//! Error types for txt2pdf.

use std::io;
use std::path::{Path, PathBuf};
use std::string::FromUtf8Error;

use thiserror::Error;

/// Result type alias for conversion operations.
pub type Result<T> = std::result::Result<T, ConversionError>;

/// Errors that can occur while converting a directory of text files.
///
/// Only [`ConversionError::ListDirectory`] stops a batch; every other variant is scoped to one
/// file and reported before the next file is processed.
#[derive(Error, Debug)]
pub enum ConversionError {
    /// The working directory could not be enumerated.
    #[error("Unable to list directory {}: {source}", .path.display())]
    ListDirectory {
        path: PathBuf,
        #[source]
        source: io::Error,
    },

    /// The input file could not be read.
    #[error("Unable to read {}: {source}", .path.display())]
    Read {
        path: PathBuf,
        #[source]
        source: io::Error,
    },

    /// The input file is not valid UTF-8.
    #[error("{} is not valid UTF-8: {source}", .path.display())]
    Decode {
        path: PathBuf,
        #[source]
        source: FromUtf8Error,
    },

    /// The document renderer failed to produce the PDF.
    #[error("Failed to render {}: {source}", .path.display())]
    Render {
        path: PathBuf,
        #[source]
        source: genpdf::error::Error,
    },
}

impl ConversionError {
    /// Returns the path the error relates to.
    pub fn path(&self) -> &Path {
        match self {
            Self::ListDirectory { path, .. }
            | Self::Read { path, .. }
            | Self::Decode { path, .. }
            | Self::Render { path, .. } => path,
        }
    }

    /// Returns whether the error aborts the whole batch rather than a single file.
    pub fn is_fatal(&self) -> bool {
        matches!(self, Self::ListDirectory { .. })
    }
}
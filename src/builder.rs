//! Document construction helpers for txt2pdf.

use genpdf::error::Error;
use genpdf::fonts::{FontData, FontFamily};
use genpdf::style;
use genpdf::{self, Margins, PageDecorator, PaperSize, Size};

use crate::elements::mm_from_pt;
use crate::model::{PageSetup, PageSize};

impl From<PageSize> for PaperSize {
    fn from(size: PageSize) -> Self {
        match size {
            PageSize::Letter => PaperSize::Letter,
            PageSize::A4 => PaperSize::A4,
            PageSize::Legal => PaperSize::Legal,
        }
    }
}

/// Builder for `genpdf::Document` instances pre-configured with the crate defaults.
#[derive(Default)]
pub struct DocumentBuilder {
    paper_size: Option<Size>,
    margins: Option<Margins>,
    title: Option<String>,
}

impl DocumentBuilder {
    /// Creates a new builder instance with default settings.
    pub fn new() -> Self {
        Self::default()
    }

    /// Creates a builder using the paper size and margins of `page`.
    pub fn from_page_setup(page: &PageSetup) -> Self {
        let margin = mm_from_pt(page.margin_pt);
        Self::new()
            .with_paper_size(PaperSize::from(page.size))
            .with_margins(Margins::all(margin))
    }

    /// Sets the paper size used for newly created documents.
    pub fn with_paper_size(mut self, paper_size: impl Into<Size>) -> Self {
        self.paper_size = Some(paper_size.into());
        self
    }

    /// Sets the margins applied through the page decorator.
    pub fn with_margins(mut self, margins: impl Into<Margins>) -> Self {
        self.margins = Some(margins.into());
        self
    }

    /// Sets the title stored in the document metadata.
    pub fn with_title(mut self, title: impl Into<String>) -> Self {
        self.title = Some(title.into());
        self
    }

    /// Builds a fully configured `genpdf::Document` using the given font family.
    pub fn build(self, font_family: FontFamily<FontData>) -> genpdf::Document {
        let mut document = genpdf::Document::new(font_family);

        if let Some(paper_size) = self.paper_size {
            document.set_paper_size(paper_size);
        }

        if let Some(title) = self.title {
            document.set_title(title);
        }

        document.set_page_decorator(MarginDecorator::new(self.margins));
        document
    }
}

struct MarginDecorator {
    margins: Option<Margins>,
}

impl MarginDecorator {
    fn new(margins: Option<Margins>) -> Self {
        Self { margins }
    }
}

impl PageDecorator for MarginDecorator {
    fn decorate_page<'a>(
        &mut self,
        _context: &genpdf::Context,
        mut area: genpdf::render::Area<'a>,
        _style: style::Style,
    ) -> Result<genpdf::render::Area<'a>, Error> {
        if let Some(margins) = self.margins {
            area.add_margins(margins);
        }

        Ok(area)
    }
}
//! Human-readable console output of a batch.
//!
//! The reporter only formats records it is handed; it never decides whether a conversion
//! succeeded.  Console write failures are logged once and otherwise ignored.

use std::io::{self, Write};
use std::path::Path;

use log::warn;

use crate::model::{ConversionResult, ConversionStatus};

const RULE_WIDTH: usize = 50;

fn display_name(path: &Path) -> String {
    path.file_name()
        .unwrap_or(path.as_os_str())
        .to_string_lossy()
        .into_owned()
}

fn describe_directory(directory: &Path) -> String {
    if directory == Path::new(".") {
        "the current directory".to_owned()
    } else {
        directory.display().to_string()
    }
}

/// Writes the status lines of a batch to a console-like sink.
pub struct Reporter<W: Write> {
    out: W,
    write_failed: bool,
}

impl Reporter<io::Stdout> {
    /// Creates a reporter writing to standard output.
    pub fn stdout() -> Self {
        Self::new(io::stdout())
    }
}

impl<W: Write> Reporter<W> {
    pub fn new(out: W) -> Self {
        Self {
            out,
            write_failed: false,
        }
    }

    /// Consumes the reporter and returns the underlying sink.
    pub fn into_inner(self) -> W {
        self.out
    }

    fn line(&mut self, text: impl AsRef<str>) {
        if let Err(err) = writeln!(self.out, "{}", text.as_ref()) {
            if !self.write_failed {
                warn!("Unable to write console output: {}", err);
                self.write_failed = true;
            }
        }
    }

    fn rule(&mut self) {
        self.line("=".repeat(RULE_WIDTH));
    }

    /// Start banner.
    pub fn start(&mut self) {
        self.line("Starting conversion of .txt files to PDF...");
        self.rule();
    }

    pub fn no_files(&mut self, directory: &Path) {
        let text = format!("No .txt files found in {}.", describe_directory(directory));
        self.line(text);
    }

    /// File count followed by one line per file.
    pub fn listing(&mut self, files: &[impl AsRef<Path>]) {
        self.line(format!("Found {} .txt file(s):", files.len()));
        for file in files {
            let text = format!("  - {}", display_name(file.as_ref()));
            self.line(text);
        }
        self.line("");
    }

    /// Success or failure line of a single file.
    pub fn conversion(&mut self, result: &ConversionResult) {
        let text = match &result.status {
            ConversionStatus::Success => format!(
                "✓ Successfully converted: {} → {}",
                display_name(&result.input),
                display_name(&result.output)
            ),
            ConversionStatus::Failure(message) => format!(
                "✗ Error converting {}: {}",
                display_name(&result.input),
                message
            ),
        };
        self.line(text);
    }

    /// Completion banner and the number of attempted files.
    pub fn finish(&mut self, attempted: usize) {
        self.line("");
        self.rule();
        self.line("Conversion complete!");
        self.line(format!("Converted {} file(s) to PDF format.", attempted));
        if let Err(err) = self.out.flush() {
            warn!("Unable to flush console output: {}", err);
        }
    }
}

#[cfg(test)]
mod tests {
    use super::*;
    use std::path::PathBuf;

    fn output_of(report: impl FnOnce(&mut Reporter<Vec<u8>>)) -> String {
        let mut reporter = Reporter::new(Vec::new());
        report(&mut reporter);
        String::from_utf8(reporter.into_inner()).expect("console output is UTF-8")
    }

    #[test]
    fn no_files_message_names_current_directory() {
        let text = output_of(|r| r.no_files(Path::new(".")));
        assert_eq!(text, "No .txt files found in the current directory.\n");
    }

    #[test]
    fn listing_shows_count_and_names() {
        let files = vec![PathBuf::from("./a.txt"), PathBuf::from("./b.txt")];
        let text = output_of(|r| r.listing(&files));
        assert_eq!(text, "Found 2 .txt file(s):\n  - a.txt\n  - b.txt\n\n");
    }

    #[test]
    fn conversion_lines() {
        let ok = ConversionResult::success("dir/a.txt", "dir/a.pdf");
        let failed = ConversionResult::failure("dir/b.txt", "dir/b.pdf", "invalid utf-8");
        let text = output_of(|r| {
            r.conversion(&ok);
            r.conversion(&failed);
        });
        assert_eq!(
            text,
            "✓ Successfully converted: a.txt → a.pdf\n✗ Error converting b.txt: invalid utf-8\n"
        );
    }

    #[test]
    fn finish_reports_attempted_count() {
        let text = output_of(|r| r.finish(3));
        assert!(text.contains("Conversion complete!"));
        assert!(text.ends_with("Converted 3 file(s) to PDF format.\n"));
    }
}
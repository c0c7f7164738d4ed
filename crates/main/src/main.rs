use std::error::Error;
use std::path::PathBuf;
use std::process::ExitCode;

use clap::{Parser, ValueEnum};
use txt2pdf::{
    run_batch, BatchOptions, GenpdfRenderer, OutputNaming, PageSize, Reporter, TitleRule,
};

/// Converts every `*.txt` file of a directory into a PDF next to it.
///
/// Each file is split on blank lines: the first segment becomes the title and the remaining
/// segments become justified body paragraphs.  Running without arguments converts the current
/// directory.
#[derive(Parser)]
#[command(author, version, about = "Convert .txt files to PDF")]
struct Cli {
    /// Directory containing the .txt files.
    #[arg(long, value_name = "DIR", default_value = ".")]
    dir: PathBuf,

    /// Directory holding the Roboto TrueType files, searched before the default locations.
    #[arg(long, value_name = "DIR")]
    fonts_dir: Option<PathBuf>,

    /// Paper size of the generated documents.
    #[arg(long, value_enum, default_value = "letter")]
    paper_size: PaperSizeArg,

    /// Which segment becomes the document title.
    #[arg(long, value_enum, default_value = "first-segment")]
    title_rule: TitleRuleArg,

    /// How output file names are derived from input names.
    #[arg(long, value_enum, default_value = "first-occurrence")]
    output_naming: OutputNamingArg,

    /// Exit with a failure status when any file could not be converted.
    #[arg(long)]
    fail_on_error: bool,
}

#[derive(Clone, Copy, ValueEnum)]
enum PaperSizeArg {
    Letter,
    A4,
    Legal,
}

#[derive(Clone, Copy, ValueEnum)]
enum TitleRuleArg {
    /// Only the very first segment can be the title; a leading blank line means no title.
    FirstSegment,
    /// The first non-blank segment is the title.
    FirstNonBlank,
}

#[derive(Clone, Copy, ValueEnum)]
enum OutputNamingArg {
    /// Replace the first `.txt` in the name (`a.txt.txt` becomes `a.pdf.txt`).
    FirstOccurrence,
    /// Replace the trailing `.txt` only (`a.txt.txt` becomes `a.txt.pdf`).
    Suffix,
}

impl From<PaperSizeArg> for PageSize {
    fn from(arg: PaperSizeArg) -> Self {
        match arg {
            PaperSizeArg::Letter => PageSize::Letter,
            PaperSizeArg::A4 => PageSize::A4,
            PaperSizeArg::Legal => PageSize::Legal,
        }
    }
}

impl From<TitleRuleArg> for TitleRule {
    fn from(arg: TitleRuleArg) -> Self {
        match arg {
            TitleRuleArg::FirstSegment => TitleRule::FirstSegment,
            TitleRuleArg::FirstNonBlank => TitleRule::FirstNonBlank,
        }
    }
}

impl From<OutputNamingArg> for OutputNaming {
    fn from(arg: OutputNamingArg) -> Self {
        match arg {
            OutputNamingArg::FirstOccurrence => OutputNaming::FirstOccurrence,
            OutputNamingArg::Suffix => OutputNaming::Suffix,
        }
    }
}

impl Cli {
    fn batch_options(&self) -> BatchOptions {
        let mut options = BatchOptions::for_directory(&self.dir);
        options.title_rule = self.title_rule.into();
        options.output_naming = self.output_naming.into();
        options.page.size = self.paper_size.into();
        options
    }
}

fn main() -> ExitCode {
    env_logger::Builder::from_env(env_logger::Env::default().default_filter_or("warn")).init();

    let cli = Cli::parse();
    let options = cli.batch_options();
    log::debug!("Converting {} with {:?}", options.directory.display(), options.page);

    let mut renderer = GenpdfRenderer::new().with_fonts_dir(cli.fonts_dir.clone());
    let mut reporter = Reporter::stdout();

    match run_batch(&options, &mut renderer, &mut reporter) {
        Ok(report) if cli.fail_on_error && report.failed() > 0 => {
            log::error!("{} of {} file(s) failed", report.failed(), report.attempted());
            ExitCode::FAILURE
        }
        Ok(_) => ExitCode::SUCCESS,
        Err(err) => {
            eprintln!("Error: {}", err);
            print_error_sources(&err);
            ExitCode::FAILURE
        }
    }
}

fn print_error_sources(mut error: &(dyn Error + 'static)) {
    while let Some(source) = error.source() {
        eprintln!("  caused by: {}", source);
        error = source;
    }
}
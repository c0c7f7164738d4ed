//! Rendering of segmented blocks into PDF files.
//!
//! Page layout, font metrics and PDF encoding are delegated to `genpdf`.  The batch driver only
//! talks to the [`DocumentRenderer`] trait so it can be driven by a different backend in tests.

use std::path::{Path, PathBuf};

use genpdf::elements::PaddedElement;
use genpdf::error::Error;
use genpdf::fonts::{FontData, FontFamily};
use genpdf::style::Style;
use genpdf::{Element, Margins, Mm};
use log::debug;

use crate::builder::DocumentBuilder;
use crate::elements::{mm_from_pt, TextBlock};
use crate::fonts;
use crate::model::{Block, BlockStyle, PageSetup, StyleSheet};

/// Everything a renderer needs to produce one document.
#[derive(Clone, Copy, Debug)]
pub struct RenderRequest<'a> {
    /// Blocks in document order.
    pub blocks: &'a [Block],
    /// Path of the PDF file to write.
    pub output: &'a Path,
    /// Title stored in the document metadata.
    pub title: &'a str,
    pub styles: &'a StyleSheet,
    pub page: &'a PageSetup,
}

/// Capability turning a block sequence into a paginated document on disk.
pub trait DocumentRenderer {
    /// Writes the document described by `request` to `request.output`.
    fn render(&mut self, request: &RenderRequest<'_>) -> Result<(), Error>;
}

/// [`DocumentRenderer`] backed by `genpdf`.
///
/// The font family is resolved on the first render and reused for every later document.  A
/// failed resolution is returned as the render error of the current file and retried next time.
#[derive(Default)]
pub struct GenpdfRenderer {
    fonts_dir: Option<PathBuf>,
    font_family: Option<FontFamily<FontData>>,
}

impl GenpdfRenderer {
    /// Creates a renderer that searches the default font locations.
    pub fn new() -> Self {
        Self::default()
    }

    /// Searches `fonts_dir` before the default font locations.
    pub fn with_fonts_dir(mut self, fonts_dir: impl Into<Option<PathBuf>>) -> Self {
        self.fonts_dir = fonts_dir.into();
        self
    }

    fn font_family(&mut self) -> Result<FontFamily<FontData>, Error> {
        if let Some(family) = &self.font_family {
            return Ok(family.clone());
        }

        let family = fonts::resolve_font_family(self.fonts_dir.as_deref())?;
        self.font_family = Some(family.clone());
        Ok(family)
    }

    /// Builds the `genpdf` document for `request` without writing it.
    pub fn build_document(&mut self, request: &RenderRequest<'_>) -> Result<genpdf::Document, Error> {
        let font_family = self.font_family()?;
        let mut document = DocumentBuilder::from_page_setup(request.page)
            .with_title(request.title)
            .build(font_family);

        for block in request.blocks {
            document.push(block_element(block, request.styles.style_for(block)));
        }

        Ok(document)
    }

    /// Renders `request` into an in-memory PDF, ignoring `request.output`.
    pub fn render_to_bytes(&mut self, request: &RenderRequest<'_>) -> Result<Vec<u8>, Error> {
        let document = self.build_document(request)?;
        let mut bytes = Vec::new();
        document.render(&mut bytes)?;
        Ok(bytes)
    }
}

impl DocumentRenderer for GenpdfRenderer {
    fn render(&mut self, request: &RenderRequest<'_>) -> Result<(), Error> {
        let document = self.build_document(request)?;
        debug!(
            "Rendering {} block(s) to {}",
            request.blocks.len(),
            request.output.display()
        );
        document.render_to_file(request.output)
    }
}

fn block_element(block: &Block, block_style: &BlockStyle) -> PaddedElement<TextBlock> {
    let mut style = Style::new().with_font_size(block_style.font_size());
    if block_style.is_bold() {
        style.set_bold();
    }

    let spacing = mm_from_pt(block_style.space_after_pt() + block_style.spacer_after_pt());

    TextBlock::new(block.text())
        .with_style(style)
        .with_alignment(block_style.alignment())
        .with_leading(block_style.leading_pt().map(mm_from_pt))
        .padded(Margins::trbl(Mm::default(), Mm::default(), spacing, Mm::default()))
}
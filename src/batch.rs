//! Batch conversion of every `*.txt` file in one directory.

use std::error::Error as _;
use std::ffi::OsStr;
use std::fs;
use std::io::Write;
use std::path::{Path, PathBuf};

use log::{debug, info, warn};

use crate::error::{ConversionError, Result};
use crate::model::{Block, ConversionResult, PageSetup, StyleSheet};
use crate::render::{DocumentRenderer, RenderRequest};
use crate::report::Reporter;
use crate::segment::{segments, TitleRule};

/// Extension of the files picked up by the batch.
pub const INPUT_EXTENSION: &str = ".txt";

/// Extension substituted into the output file names.
pub const OUTPUT_EXTENSION: &str = ".pdf";

/// Rule deriving the output file name from the input file name.
#[derive(Clone, Copy, Debug, Default, PartialEq, Eq)]
pub enum OutputNaming {
    /// Replaces the first `.txt` anywhere in the name, so `a.txt.txt` becomes `a.pdf.txt`.
    #[default]
    FirstOccurrence,
    /// Replaces only the trailing `.txt`, so `a.txt.txt` becomes `a.txt.pdf`.
    Suffix,
}

/// Settings shared by every file of a batch.
#[derive(Clone, Debug)]
pub struct BatchOptions {
    /// Directory whose `*.txt` files are converted.
    pub directory: PathBuf,
    pub title_rule: TitleRule,
    pub output_naming: OutputNaming,
    pub styles: StyleSheet,
    pub page: PageSetup,
}

impl Default for BatchOptions {
    fn default() -> Self {
        Self {
            directory: PathBuf::from("."),
            title_rule: TitleRule::default(),
            output_naming: OutputNaming::default(),
            styles: StyleSheet::default(),
            page: PageSetup::default(),
        }
    }
}

impl BatchOptions {
    /// Creates options for `directory` with every other setting at its default.
    pub fn for_directory(directory: impl Into<PathBuf>) -> Self {
        Self {
            directory: directory.into(),
            ..Self::default()
        }
    }
}

/// Everything that happened during one batch.
#[derive(Debug, Default)]
pub struct BatchReport {
    /// Input files in enumeration order.
    pub found: Vec<PathBuf>,
    /// One outcome per attempted file, in the same order as `found`.
    pub outcomes: Vec<Result<ConversionResult>>,
}

impl BatchReport {
    pub fn attempted(&self) -> usize {
        self.outcomes.len()
    }

    pub fn succeeded(&self) -> usize {
        self.outcomes.iter().filter(|outcome| outcome.is_ok()).count()
    }

    pub fn failed(&self) -> usize {
        self.attempted() - self.succeeded()
    }
}

/// Returns whether `name` matches the shell pattern `*.txt`.
///
/// Like a shell glob, `*` does not match a leading dot and the match is case-sensitive.
pub fn matches_input_pattern(name: &str) -> bool {
    !name.starts_with('.') && name.ends_with(INPUT_EXTENSION)
}

/// Lists the entries of `directory` matching `*.txt`, without descending into subdirectories.
///
/// The order is whatever the file system yields and is not sorted.
pub fn find_text_files(directory: &Path) -> Result<Vec<PathBuf>> {
    let entries = fs::read_dir(directory).map_err(|source| ConversionError::ListDirectory {
        path: directory.to_path_buf(),
        source,
    })?;

    let mut files = Vec::new();
    for entry in entries {
        let entry = match entry {
            Ok(entry) => entry,
            Err(err) => {
                warn!("Skipping unreadable entry in {}: {}", directory.display(), err);
                continue;
            }
        };

        let file_name = entry.file_name();
        let Some(name) = file_name.to_str() else {
            warn!("Skipping non UTF-8 file name {:?}", file_name);
            continue;
        };

        if matches_input_pattern(name) {
            files.push(entry.path());
        }
    }

    Ok(files)
}

/// Derives the output file name for the input file `name`.
pub fn derive_output_name(name: &str, naming: OutputNaming) -> String {
    match naming {
        OutputNaming::FirstOccurrence => name.replacen(INPUT_EXTENSION, OUTPUT_EXTENSION, 1),
        OutputNaming::Suffix => match name.strip_suffix(INPUT_EXTENSION) {
            Some(stem) => format!("{}{}", stem, OUTPUT_EXTENSION),
            None => name.to_owned(),
        },
    }
}

/// Returns the path of the PDF written for `input`, next to the input file.
pub fn output_path(input: &Path, naming: OutputNaming) -> PathBuf {
    let name = input
        .file_name()
        .and_then(OsStr::to_str)
        .unwrap_or_default();
    input.with_file_name(derive_output_name(name, naming))
}

/// Reads, segments and renders a single file.
pub fn convert_file<R>(
    renderer: &mut R,
    input: &Path,
    output: &Path,
    options: &BatchOptions,
) -> Result<ConversionResult>
where
    R: DocumentRenderer + ?Sized,
{
    let bytes = fs::read(input).map_err(|source| ConversionError::Read {
        path: input.to_path_buf(),
        source,
    })?;
    let text = String::from_utf8(bytes).map_err(|source| ConversionError::Decode {
        path: input.to_path_buf(),
        source,
    })?;

    let blocks: Vec<Block> = segments(&text, options.title_rule).collect();
    debug!("Segmented {} into {} block(s)", input.display(), blocks.len());

    let title = input
        .file_stem()
        .and_then(OsStr::to_str)
        .unwrap_or_default();
    let request = RenderRequest {
        blocks: &blocks,
        output,
        title,
        styles: &options.styles,
        page: &options.page,
    };

    renderer
        .render(&request)
        .map_err(|source| ConversionError::Render {
            path: input.to_path_buf(),
            source,
        })?;

    Ok(ConversionResult::success(input, output))
}

/// Collapses an outcome into the record handed to the reporter.
pub fn summarize(input: &Path, output: &Path, outcome: &Result<ConversionResult>) -> ConversionResult {
    match outcome {
        Ok(result) => result.clone(),
        Err(err) => {
            let reason = err
                .source()
                .map(ToString::to_string)
                .unwrap_or_else(|| err.to_string());
            ConversionResult::failure(input, output, reason)
        }
    }
}

/// Converts every `*.txt` file of `options.directory`, one after the other.
///
/// A failing file does not stop the batch; only a directory that cannot be listed returns an
/// error.  Per-file lines are reported once every file has been attempted.
pub fn run_batch<R, W>(
    options: &BatchOptions,
    renderer: &mut R,
    reporter: &mut Reporter<W>,
) -> Result<BatchReport>
where
    R: DocumentRenderer + ?Sized,
    W: Write,
{
    reporter.start();

    let found = find_text_files(&options.directory)?;
    if found.is_empty() {
        reporter.no_files(&options.directory);
        return Ok(BatchReport::default());
    }

    reporter.listing(&found);

    let outputs: Vec<PathBuf> = found
        .iter()
        .map(|input| output_path(input, options.output_naming))
        .collect();
    let outcomes: Vec<Result<ConversionResult>> = found
        .iter()
        .zip(&outputs)
        .map(|(input, output)| convert_file(&mut *renderer, input, output, options))
        .collect();

    for ((input, output), outcome) in found.iter().zip(&outputs).zip(&outcomes) {
        reporter.conversion(&summarize(input, output, outcome));
    }

    reporter.finish(found.len());

    let report = BatchReport { found, outcomes };
    info!(
        "Batch finished: {} attempted, {} succeeded, {} failed",
        report.attempted(),
        report.succeeded(),
        report.failed()
    );
    Ok(report)
}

———

__Work order__. Search the data for "Rendering". Copy every line that has it.

__Output below__.
//! Rendering of segmented blocks into PDF files.
            "Rendering {} block(s) to {}",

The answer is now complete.